Dataset entries:
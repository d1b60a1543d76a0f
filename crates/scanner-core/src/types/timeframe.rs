//! Sampling interval and lookback window definitions.

use serde::{Deserialize, Serialize};
use std::fmt;
use std::str::FromStr;

/// Sampling interval for bars.
#[derive(Debug, Clone, Copy, PartialEq, Eq, Hash, Serialize, Deserialize, Default)]
pub enum Timeframe {
    /// 1 minute bars
    #[serde(rename = "1m")]
    Minute1,
    /// 5 minute bars
    #[serde(rename = "5m")]
    #[default]
    Minute5,
    /// 15 minute bars
    #[serde(rename = "15m")]
    Minute15,
    /// 30 minute bars
    #[serde(rename = "30m")]
    Minute30,
    /// 1 hour bars
    #[serde(rename = "1h")]
    Hour1,
    /// Daily bars
    #[serde(rename = "1d")]
    Daily,
    /// Weekly bars
    #[serde(rename = "1w")]
    Weekly,
    /// Monthly bars
    #[serde(rename = "1mo")]
    Monthly,
}

impl fmt::Display for Timeframe {
    fn fmt(&self, f: &mut fmt::Formatter<'_>) -> fmt::Result {
        let s = match self {
            Timeframe::Minute1 => "1m",
            Timeframe::Minute5 => "5m",
            Timeframe::Minute15 => "15m",
            Timeframe::Minute30 => "30m",
            Timeframe::Hour1 => "1h",
            Timeframe::Daily => "1d",
            Timeframe::Weekly => "1w",
            Timeframe::Monthly => "1mo",
        };
        write!(f, "{}", s)
    }
}

impl FromStr for Timeframe {
    type Err = String;

    fn from_str(s: &str) -> Result<Self, Self::Err> {
        match s.trim().to_lowercase().as_str() {
            "1m" | "1min" | "minute" => Ok(Timeframe::Minute1),
            "5m" | "5min" => Ok(Timeframe::Minute5),
            "15m" | "15min" => Ok(Timeframe::Minute15),
            "30m" | "30min" => Ok(Timeframe::Minute30),
            "1h" | "60m" | "1hour" | "hour" => Ok(Timeframe::Hour1),
            "1d" | "day" | "daily" => Ok(Timeframe::Daily),
            "1w" | "1wk" | "week" | "weekly" => Ok(Timeframe::Weekly),
            "1mo" | "month" | "monthly" => Ok(Timeframe::Monthly),
            _ => Err(format!("Invalid timeframe: {}", s)),
        }
    }
}

/// Historical range requested from a data source, e.g. `5d` or `2w`.
///
/// Accepted units are `m` (minutes), `h` (hours), `d` (days) and `w` (weeks).
/// The window is capped so that its length in milliseconds fits an `i64`.
#[derive(Debug, Clone, Copy, PartialEq, Eq, Hash, Serialize, Deserialize)]
#[serde(try_from = "String", into = "String")]
pub struct Lookback {
    secs: u64,
}

impl Lookback {
    /// Longest accepted window, in seconds.
    pub const MAX_SECS: u64 = (i64::MAX / 1000) as u64;

    /// Lookback of the given number of days, saturating at `MAX_SECS`.
    pub fn days(days: u64) -> Self {
        Self {
            secs: days.saturating_mul(86400).min(Self::MAX_SECS),
        }
    }

    /// Length of the window in seconds.
    pub fn as_secs(&self) -> u64 {
        self.secs
    }

    /// Length of the window in milliseconds.
    pub fn as_millis(&self) -> i64 {
        (self.secs.min(Self::MAX_SECS) as i64).saturating_mul(1000)
    }
}

impl Default for Lookback {
    fn default() -> Self {
        Self::days(5)
    }
}

impl fmt::Display for Lookback {
    fn fmt(&self, f: &mut fmt::Formatter<'_>) -> fmt::Result {
        let s = self.secs;
        if s % 604800 == 0 && s > 0 {
            write!(f, "{}w", s / 604800)
        } else if s % 86400 == 0 && s > 0 {
            write!(f, "{}d", s / 86400)
        } else if s % 3600 == 0 && s > 0 {
            write!(f, "{}h", s / 3600)
        } else {
            write!(f, "{}m", s / 60)
        }
    }
}

impl FromStr for Lookback {
    type Err = String;

    fn from_str(s: &str) -> Result<Self, Self::Err> {
        let s = s.trim().to_lowercase();
        let split = s
            .find(|c: char| !c.is_ascii_digit())
            .ok_or_else(|| format!("Missing unit in lookback: {}", s))?;
        let (amount, unit) = s.split_at(split);
        let amount: u64 = amount
            .parse()
            .map_err(|_| format!("Invalid lookback amount: {}", s))?;
        if amount == 0 {
            return Err(format!("Lookback must be positive: {}", s));
        }
        let unit_secs: u64 = match unit {
            "m" | "min" => 60,
            "h" => 3600,
            "d" => 86400,
            "w" | "wk" => 604800,
            _ => return Err(format!("Invalid lookback unit: {}", s)),
        };
        let secs = amount
            .checked_mul(unit_secs)
            .filter(|secs| *secs <= Self::MAX_SECS)
            .ok_or_else(|| format!("Lookback too large: {}", s))?;
        Ok(Self { secs })
    }
}

impl TryFrom<String> for Lookback {
    type Error = String;

    fn try_from(value: String) -> Result<Self, Self::Error> {
        value.parse()
    }
}

impl From<Lookback> for String {
    fn from(value: Lookback) -> Self {
        value.to_string()
    }
}
//! Configuration structures.

use scanner_core::types::{Lookback, Timeframe, Watchlist};
use scanner_engine::{EngineSettings, ScanRequest};
use serde::{Deserialize, Serialize};
use std::path::PathBuf;
use std::time::Duration;

/// Main application configuration.
#[derive(Debug, Clone, Serialize, Deserialize, Default)]
pub struct AppConfig {
    #[serde(default)]
    pub app: AppSettings,
    #[serde(default)]
    pub logging: LoggingConfig,
    #[serde(default)]
    pub watchlist: Watchlist,
    #[serde(default)]
    pub scan: ScanSettings,
    #[serde(default)]
    pub indicators: EngineSettings,
    #[serde(default)]
    pub data: DataSettings,
    #[serde(default)]
    pub auth: AuthSettings,
}

impl AppConfig {
    /// Check cross-field constraints the types alone cannot express.
    pub fn validate(&self) -> Result<(), String> {
        self.indicators.validate().map_err(|e| e.to_string())?;

        if self.scan.poll_period_secs == 0 {
            return Err("scan.poll_period_secs must be greater than 0".to_string());
        }
        if self.data.yahoo.timeout_secs == 0 {
            return Err("data.yahoo.timeout_secs must be greater than 0".to_string());
        }
        if self.data.source == DataSourceKind::Csv && self.data.csv_dir.is_none() {
            return Err("data.csv_dir is required when data.source = \"csv\"".to_string());
        }
        if self.auth.enabled && self.auth.password_hash.is_none() {
            return Err("auth.password_hash is required when auth.enabled = true".to_string());
        }
        Ok(())
    }

    /// Render the effective configuration as TOML.
    pub fn to_toml(&self) -> Result<String, toml::ser::Error> {
        toml::to_string_pretty(self)
    }
}

const DEFAULT_TRADER: &str = "Trader";

/// General app settings.
#[derive(Debug, Clone, Serialize, Deserialize)]
pub struct AppSettings {
    pub name: String,
    pub environment: String,
    /// Name shown in the welcome banner
    #[serde(default, skip_serializing_if = "Option::is_none")]
    pub trader: Option<String>,
}

impl AppSettings {
    /// Trader name, `"Trader"` when unset or blank.
    pub fn trader_name(&self) -> &str {
        self.trader
            .as_deref()
            .map(str::trim)
            .filter(|name| !name.is_empty())
            .unwrap_or(DEFAULT_TRADER)
    }

    /// Greeting printed once the access gate passes.
    pub fn welcome(&self) -> String {
        format!("Welcome {}! Access granted.", self.trader_name())
    }
}

impl Default for AppSettings {
    fn default() -> Self {
        Self {
            name: "watchlist-scanner".to_string(),
            environment: "development".to_string(),
            trader: None,
        }
    }
}

/// Logging configuration.
#[derive(Debug, Clone, Serialize, Deserialize)]
pub struct LoggingConfig {
    pub level: String,
    pub format: String,
    #[serde(skip_serializing_if = "Option::is_none")]
    pub file: Option<PathBuf>,
}

impl LoggingConfig {
    pub fn is_json(&self) -> bool {
        self.format.eq_ignore_ascii_case("json")
    }
}

impl Default for LoggingConfig {
    fn default() -> Self {
        Self {
            level: "info".to_string(),
            format: "pretty".to_string(),
            file: None,
        }
    }
}

/// Polling settings.
#[derive(Debug, Clone, Serialize, Deserialize)]
#[serde(default)]
pub struct ScanSettings {
    /// Bar sampling interval
    pub interval: Timeframe,
    /// History window requested per fetch
    pub lookback: Lookback,
    /// Seconds between polling cycles
    pub poll_period_secs: u64,
}

impl ScanSettings {
    pub fn request(&self) -> ScanRequest {
        ScanRequest {
            lookback: self.lookback,
            interval: self.interval,
        }
    }

    pub fn poll_period(&self) -> Duration {
        Duration::from_secs(self.poll_period_secs)
    }
}

impl Default for ScanSettings {
    fn default() -> Self {
        Self {
            interval: Timeframe::Minute5,
            lookback: Lookback::days(5),
            poll_period_secs: 60,
        }
    }
}

/// Which market data source to poll.
#[derive(Debug, Clone, Copy, Default, PartialEq, Eq, Serialize, Deserialize)]
#[serde(rename_all = "lowercase")]
pub enum DataSourceKind {
    #[default]
    Yahoo,
    Csv,
}

/// Data source settings.
#[derive(Debug, Clone, Default, Serialize, Deserialize)]
#[serde(default)]
pub struct DataSettings {
    pub source: DataSourceKind,
    pub yahoo: YahooSettings,
    /// Directory of `SYMBOL.csv` files for the csv source
    #[serde(skip_serializing_if = "Option::is_none")]
    pub csv_dir: Option<PathBuf>,
}

/// Yahoo chart API settings.
#[derive(Debug, Clone, Serialize, Deserialize)]
#[serde(default)]
pub struct YahooSettings {
    pub base_url: String,
    pub timeout_secs: u64,
}

impl Default for YahooSettings {
    fn default() -> Self {
        Self {
            base_url: "https://query1.finance.yahoo.com".to_string(),
            timeout_secs: 10,
        }
    }
}

/// Access gate settings.
#[derive(Debug, Clone, Serialize, Deserialize)]
#[serde(default)]
pub struct AuthSettings {
    pub enabled: bool,
    /// HMAC key for the password digest
    pub salt: String,
    /// Hex HMAC-SHA256 of the password, see `scanner hash-password`
    #[serde(skip_serializing_if = "Option::is_none")]
    pub password_hash: Option<String>,
    /// Environment variable checked before prompting
    pub password_env: String,
}

impl Default for AuthSettings {
    fn default() -> Self {
        Self {
            enabled: false,
            salt: "watchlist-scanner".to_string(),
            password_hash: None,
            password_env: "SCANNER_PASSWORD".to_string(),
        }
    }
}
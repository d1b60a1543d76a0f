//! Benchmarks for indicator implementations.

use criterion::{black_box, criterion_group, criterion_main, BenchmarkId, Criterion};
use scanner_core::traits::Indicator;
use scanner_indicators::{Ema, Rsi, Sma};

fn generate_test_data(size: usize) -> Vec<f64> {
    (0..size)
        .map(|i| 100.0 + (i as f64 * 0.1).sin() * 10.0)
        .collect()
}

fn benchmark_sma(c: &mut Criterion) {
    let mut group = c.benchmark_group("SMA");

    for size in [500, 5000, 50000].iter() {
        let data = generate_test_data(*size);

        group.bench_with_input(BenchmarkId::new("window", size), &data, |b, data| {
            let sma = Sma::new(14);
            b.iter(|| sma.calculate(black_box(data)))
        });
    }

    group.finish();
}

fn benchmark_ema(c: &mut Criterion) {
    let mut group = c.benchmark_group("EMA");

    for size in [500, 5000, 50000].iter() {
        let data = generate_test_data(*size);

        for span in [20, 50] {
            group.bench_with_input(BenchmarkId::new(format!("span{}", span), size), &data, |b, data| {
                let ema = Ema::new(span);
                b.iter(|| ema.calculate(black_box(data)))
            });
        }
    }

    group.finish();
}

fn benchmark_rsi(c: &mut Criterion) {
    let mut group = c.benchmark_group("RSI");

    for size in [500, 5000, 50000].iter() {
        let data = generate_test_data(*size);

        group.bench_with_input(BenchmarkId::new("sma", size), &data, |b, data| {
            let rsi = Rsi::new(14);
            b.iter(|| rsi.calculate(black_box(data)))
        });
    }

    group.finish();
}

criterion_group!(benches, benchmark_sma, benchmark_ema, benchmark_rsi);
criterion_main!(benches);
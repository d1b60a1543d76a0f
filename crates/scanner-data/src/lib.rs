//! Price series fetchers for the watchlist scanner.

mod csv_source;
mod yahoo;

pub use csv_source::CsvDirectoryFetcher;
pub use yahoo::{YahooConfig, YahooFetcher};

## Problem requirements
Give the number of lines in the records above that contain "EngineSettings", with no other words.

## Solution to this exercise
2